例えばIEでは透明状態にすること無くすぐにフォールバックでレンダリングし、フォントのロード完了で切り替える仕様なので、上のような表示方法にしようとするとWebFontLoader等を使う必要があった。font-displayを利用すると、そのような煩わしさから開放されるというわけだ。まあ、IEがfont-displayに対応するかは知らないが。

ie fouc
IEでFOUTが起きる様子。上記リンクより。

さて、仕様を眺めるとfont-displayにはblock以外にも複数の値が用意されているようだ。

auto

初期値。

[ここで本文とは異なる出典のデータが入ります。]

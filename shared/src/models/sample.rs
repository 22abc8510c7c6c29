//! Raw sample model.
//!
//! A `RawSample` is one observation handed over by the load generator before
//! it is converted into an exported metric line.

use chrono::{DateTime, Utc};
use serde::{Deserialize, Serialize};
use std::collections::HashMap;
use thiserror::Error;
use validator::Validate;

/// A single producer-supplied observation.
///
/// # Example
///
/// ```
/// use shared::models::RawSample;
///
/// let sample = RawSample::new("http_req_duration", 123.4)
///     .with_tag("method", "GET")
///     .with_unit("MilliSecond");
///
/// assert!(sample.validate_sample().is_ok());
/// assert!(sample.assigned_timestamp().is_none());
/// ```
#[derive(Debug, Clone, PartialEq, Serialize, Deserialize, Validate)]
#[serde(rename_all = "camelCase")]
pub struct RawSample {
    /// The metric name, without the export prefix.
    #[validate(length(min = 1, message = "Sample name cannot be empty"))]
    pub name: String,

    /// The observed value.
    pub value: f64,

    /// Tags attached by the producer.
    #[serde(default)]
    pub tags: HashMap<String, String>,

    /// When the observation was made. Absent means "assign at conversion".
    #[serde(default, skip_serializing_if = "Option::is_none")]
    pub timestamp: Option<DateTime<Utc>>,

    /// Optional unit of the metric (e.g. "MilliSecond", "Byte").
    #[serde(default, skip_serializing_if = "Option::is_none")]
    pub unit: Option<String>,

    /// Optional human-readable description of the metric.
    #[serde(default, skip_serializing_if = "Option::is_none")]
    pub description: Option<String>,

    /// Optional display name of the metric.
    #[serde(default, skip_serializing_if = "Option::is_none")]
    pub display_name: Option<String>,
}

/// Errors that can occur during sample validation.
#[derive(Debug, Error)]
pub enum SampleValidationError {
    /// The sample name is empty.
    #[error("Sample name cannot be empty")]
    EmptyName,

    /// Validation failed with details.
    #[error("Validation failed: {0}")]
    ValidationError(#[from] validator::ValidationErrors),
}

impl RawSample {
    /// Creates a new sample without a timestamp.
    #[must_use]
    pub fn new(name: impl Into<String>, value: f64) -> Self {
        Self {
            name: name.into(),
            value,
            tags: HashMap::new(),
            timestamp: None,
            unit: None,
            description: None,
            display_name: None,
        }
    }

    /// Adds a tag to the sample.
    #[must_use]
    pub fn with_tag(mut self, key: impl Into<String>, value: impl Into<String>) -> Self {
        self.tags.insert(key.into(), value.into());
        self
    }

    /// Sets the observation time.
    #[must_use]
    pub fn with_timestamp(mut self, timestamp: DateTime<Utc>) -> Self {
        self.timestamp = Some(timestamp);
        self
    }

    /// Sets the unit.
    #[must_use]
    pub fn with_unit(mut self, unit: impl Into<String>) -> Self {
        self.unit = Some(unit.into());
        self
    }

    /// Sets the description.
    #[must_use]
    pub fn with_description(mut self, description: impl Into<String>) -> Self {
        self.description = Some(description.into());
        self
    }

    /// Sets the display name.
    #[must_use]
    pub fn with_display_name(mut self, display_name: impl Into<String>) -> Self {
        self.display_name = Some(display_name.into());
        self
    }

    /// Returns the timestamp if one has been assigned.
    ///
    /// The Unix epoch (and anything before it) counts as unassigned.
    #[must_use]
    pub fn assigned_timestamp(&self) -> Option<DateTime<Utc>> {
        self.timestamp.filter(|ts| ts.timestamp_millis() > 0)
    }

    /// Validates the sample.
    ///
    /// # Errors
    ///
    /// Returns an error if the name is empty.
    pub fn validate_sample(&self) -> Result<(), SampleValidationError> {
        if self.name.is_empty() {
            return Err(SampleValidationError::EmptyName);
        }

        self.validate()?;
        Ok(())
    }
}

ブラウザが定義したもの。

block

上記参照

swap

すぐにフォールバックフォントで描画し、ウェブフォントがロード終了しだい、切り替える。現在のIEのような感じ。FOUTが起きる。

fallback

  1. 100ms以下程度のすごく短い間テキストを透明にする
  2. このすごく短い時間の間にフォントのロードが終わっていない場合フォールバックフォントで表示する
  3. ロード開始から数秒間(3sぐらい?)の間にフォントのロードが終わればそのフォントに切り替えるが、終わっていないならそのままフォールバックフォントで表示し続ける

フォントのロードにあまりに時間がかかるようなら諦めると言った感じだろうか。確かに既にテキストを読み始めているのにフォントが切り替わるのはウザい。折衷的だが、本文などにはこれが良さそうだ。

optional

100ms以下程度のすごく短い間テキストを透明にし、その間にロードが終わればそのフォントで表示。終わらなければフォールバックフォントで表示。

感覚的に、ウェブフォントのキャッシュがあればそちらを利用する感じか。使い所が難しそうだ。

間違っているかもしれないし変更されるかもしれないので詳しくは仕様を見てほしいが、font-displayを上手く使うと、日本語ウェブフォントのようにロードに時間がかかるような場合に恩恵がありそうだ。

ところで、Ilya Grigorikのとても分かりやすいDEMOがあった。以下がそのデモのビデオだ。

意図的に遅い回線でのキャプチャだが、それぞれの値でタイムアウトやフォントの切り替えが起きているのがよく分かる。現在、font-displayは実験的な機能ではあるが、今や多くのウェブサイトでウェブフォントが利用されているのでかなり需要は高いはず。より多くのブラウザでのサポートが望まれるところだ。